Biocompatibility, improved mechanical properties, and acute recording characteristics of a chronically implantable polymer-based intrafascicular electrode

The goal of this project was to investigate the potential to use polymer-based intrafascicular longitudinal electrodes (polyLIFEs) as the interface for a prototype neuroprosthetic arm. It is hypothesized that neural activity recorded from and stimulated by polyLIFEs implanted within the nerve stumps of an amputee would provide a more natural feel and greater control over the neuroprosthetic arm motion than is possible with myoelectric or body-powered prostheses. A feasibility study of the neuroprosthetic arm is possible only if the polyLIFEs (1) cause minimal damage to the surrounding neural tissue and (2) demonstrate sufficient resistance to damage by mechanical stresses expected during a clinical study. Therefore, attention was focused on the polyLIFE's biocompatibility in peripheral nerve and mechanical durability for long-term clinical experiments. Long-term implantation (6 months) of polyLIFEs in the sciatic nerve of White New Zealand Rabbits demonstrated no significant effect on fiber counts, nerve fiber diameter or myelin thickness. However, a slight increase in connective tissue in the vicinity of the implant site was evident, including a thin but dense capsule immediately surrounding the implanted electrode.

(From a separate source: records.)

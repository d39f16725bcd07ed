//! Columnar-file dataset planning.
//!
//! Everything here happens at plan time against file metadata only: resolve
//! a path, glob, or directory into a naturally ordered file list, read
//! footers once, and derive schema, partitioning, and (optionally) sorted
//! index divisions from row-group statistics. No data pages are touched.
//!
//! Footer metadata is cached process-wide per `(path, index,
//! calculate_divisions, extensions)`, so rewrites that rebuild a read node
//! with narrower columns or more filters never go back to storage.

use crate::divisions::Divisions;
use crate::error::{PlanError, Result};
use crate::expr::{Expr, ExprRef, Kind, Operand, Predicate};
use crate::scalar::Scalar;
use crate::schema::{ColumnSpec, DType, Field, Schema};
use crate::task::{FileSlice, Key, ReadSpec, Task, TaskFn};
use arrow::datatypes::DataType;
use parquet::arrow::arrow_reader::ParquetRecordBatchReaderBuilder;
use parquet::file::reader::{FileReader, SerializedFileReader};
use parquet::file::statistics::Statistics;
use std::cmp::Ordering;
use std::collections::HashMap;
use std::fs::File;
use std::path::Path;
use std::sync::{Arc, Mutex, OnceLock, PoisonError};

/// Open a lazy dataset over parquet files with default planning knobs.
pub fn read_parquet(path: &str) -> Result<ExprRef> {
    read_parquet_with(path, &[])
}

/// Open a lazy dataset over parquet files, overriding planning knobs by
/// keyword (`columns`, `filters`, `index`, `calculate_divisions`,
/// `blocksize`, `split_row_groups`, `aggregate_files`, `file_extension`).
pub fn read_parquet_with(path: &str, kwargs: &[(&str, Operand)]) -> Result<ExprRef> {
    Expr::with_kwargs(Kind::ReadParquet, vec![Operand::from(path)], kwargs)
}

/* ---------- file resolution ---------- */

/// One comparison unit of a natural sort key. Digit runs compare as
/// numbers and sort before text, so `file2` orders before `file10`.
#[derive(Clone, Debug, PartialEq, Eq, PartialOrd, Ord)]
pub enum Segment {
    Num(u128),
    Text(String),
}

/// Split a path into alternating numeric and text segments for ordering.
#[must_use]
pub fn natural_sort_key(path: &str) -> Vec<Segment> {
    let mut segments = Vec::new();
    let mut text = String::new();
    let mut number: Option<u128> = None;
    for ch in path.chars() {
        if let Some(digit) = ch.to_digit(10) {
            if !text.is_empty() {
                segments.push(Segment::Text(std::mem::take(&mut text)));
            }
            let acc = number.unwrap_or(0);
            number = Some(acc.saturating_mul(10).saturating_add(u128::from(digit)));
        } else {
            if let Some(n) = number.take() {
                segments.push(Segment::Num(n));
            }
            text.push(ch);
        }
    }
    if let Some(n) = number {
        segments.push(Segment::Num(n));
    }
    if !text.is_empty() {
        segments.push(Segment::Text(text));
    }
    segments
}

fn io_err(path: &str, err: impl std::fmt::Display) -> PlanError {
    PlanError::Io {
        path: path.to_string(),
        message: err.to_string(),
    }
}
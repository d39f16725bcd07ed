//! Task graph types and the tree-to-graph compiler.
//!
//! A compiled graph is plain data: each key `(node identity, partition)`
//! maps to "apply this function to these arguments", where arguments are
//! literals or references to other task keys. The external execution engine
//! resolves references, runs tasks, and concatenates the root's partitions
//! in key order; none of that happens here.

use crate::error::Result;
use crate::expr::{Agg, BinOp, ExprRef, Operand, Predicate};
use crate::scalar::Scalar;
use crate::io::memory::MemTable;
use crate::schema::ColumnSpec;
use serde::{Deserialize, Serialize};
use std::collections::{HashMap, HashSet};
use std::sync::Arc;

/// Task key: `(node identity, partition index)`.
pub type Key = (String, usize);

/// One argument to a task function.
#[derive(Clone, Debug, PartialEq, Serialize, Deserialize)]
pub enum TaskArg {
    /// Reference to another task's output.
    Ref(Key),
    Scalar(Scalar),
    Columns(ColumnSpec),
    Filters(Vec<Predicate>),
    Table(Arc<MemTable>),
    None,
}

/// Everything a file-backed read task needs, resolved at planning time.
#[derive(Clone, Debug, PartialEq, Serialize, Deserialize)]
pub struct ReadSpec {
    pub files: Vec<FileSlice>,
    /// `None` means all columns of the inferred schema.
    pub columns: Option<Vec<String>>,
    /// Conjunctive filters applied at the storage layer.
    pub filters: Vec<Predicate>,
    pub index: Option<String>,
}

/// A file and the row groups of it this partition covers.
#[derive(Clone, Debug, PartialEq, Serialize, Deserialize)]
pub struct FileSlice {
    pub path: String,
    pub row_groups: Vec<usize>,
}

/// The function slot of a task descriptor. The execution engine interprets
/// these against its table-value runtime.
#[derive(Clone, Debug, PartialEq, Serialize, Deserialize)]
pub enum TaskFn {
    /// Elementwise binary operation over two partition values / literals.
    Binary(BinOp),
    /// Column selection: frame partition + column spec.
    Select,
    /// Boolean row mask: frame partition + mask partition.
    Mask,
    /// The partition's row index as a single column.
    Index,
    /// Cast every column of the partition: frame + dtype name.
    Cast,
    /// Contiguous row slice of an in-memory table: table + start + stop.
    SliceRows,
    /// Columnar-file read of one partition.
    Read(ReadSpec),
    /// Combine all partitions of the input into one result.
    Aggregate(Agg),
}

/// One unit of work: apply `func` to `args`.
#[derive(Clone, Debug, PartialEq, Serialize, Deserialize)]
pub struct Task {
    pub func: TaskFn,
    pub args: Vec<TaskArg>,
}

/// The flattened task mapping handed to the execution engine.
#[derive(Clone, Debug, Default)]
pub struct TaskGraph {
    pub tasks: HashMap<Key, Task>,
}

impl TaskGraph {
    #[must_use]
    pub fn len(&self) -> usize {
        self.tasks.len()
    }

    #[must_use]
    pub fn is_empty(&self) -> bool {
        self.tasks.is_empty()
    }

    #[must_use]
    pub fn get(&self, key: &Key) -> Option<&Task> {
        self.tasks.get(key)
    }

    /// All keys belonging to one node, in partition order.
    #[must_use]
    pub fn keys_of(&self, identity: &str) -> Vec<Key> {
        let mut keys: Vec<Key> = self
            .tasks
            .keys()
            .filter(|(name, _)| name == identity)
            .cloned()
            .collect();
        keys.sort_by_key(|(_, i)| *i);
        keys
    }
}

/// Output keys of the root node, in partition order. The execution engine
/// concatenates these partitions into the final result.
pub fn root_keys(root: &ExprRef) -> Result<Vec<Key>> {
    let name = root.identity().to_string();
    Ok((0..root.npartitions()?).map(|i| (name.clone(), i)).collect())
}

/// Flatten an expression tree into one task mapping.
///
/// Depth-first traversal; a node visited once contributes its per-partition
/// tasks once no matter how many parents reference it (deduplicated by
/// content identity).
pub fn task_graph(root: &ExprRef) -> Result<TaskGraph> {
    let mut graph = TaskGraph::default();
    let mut seen: HashSet<String> = HashSet::new();
    let mut stack: Vec<ExprRef> = vec![Arc::clone(root)];

    while let Some(expr) = stack.pop() {
        let name = expr.identity().to_string();
        if !seen.insert(name) {
            continue;
        }
        for (key, task) in crate::blockwise::layer(&expr)? {
            graph.tasks.insert(key, task);
        }
        for operand in expr.operands() {
            if let Operand::Expr(child) = operand {
                stack.push(Arc::clone(child));
            }
        }
    }

    Ok(graph)
}

/// Compile helper used by callers that want graph and root keys together.
pub fn compile(root: &ExprRef) -> Result<(TaskGraph, Vec<Key>)> {
    Ok((task_graph(root)?, root_keys(root)?))
}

Modification of fabrication techniques resulted in polyLIFEs with significantly improved mechanical properties and fatigue resistance. However, extensive processing modifications may have altered functional aspects of the polyLIFE design. Thus, the peripheral nerve recording characteristics of these mechanically improved polyLIFEs were investigated in acute animal experiments. Although these recordings demonstrated that the polyLIFE functionality was not significantly affected by manufacturing process changes, long-term recordings will be needed for a final approval of their use as an interface for the neuroprosthetic arm project.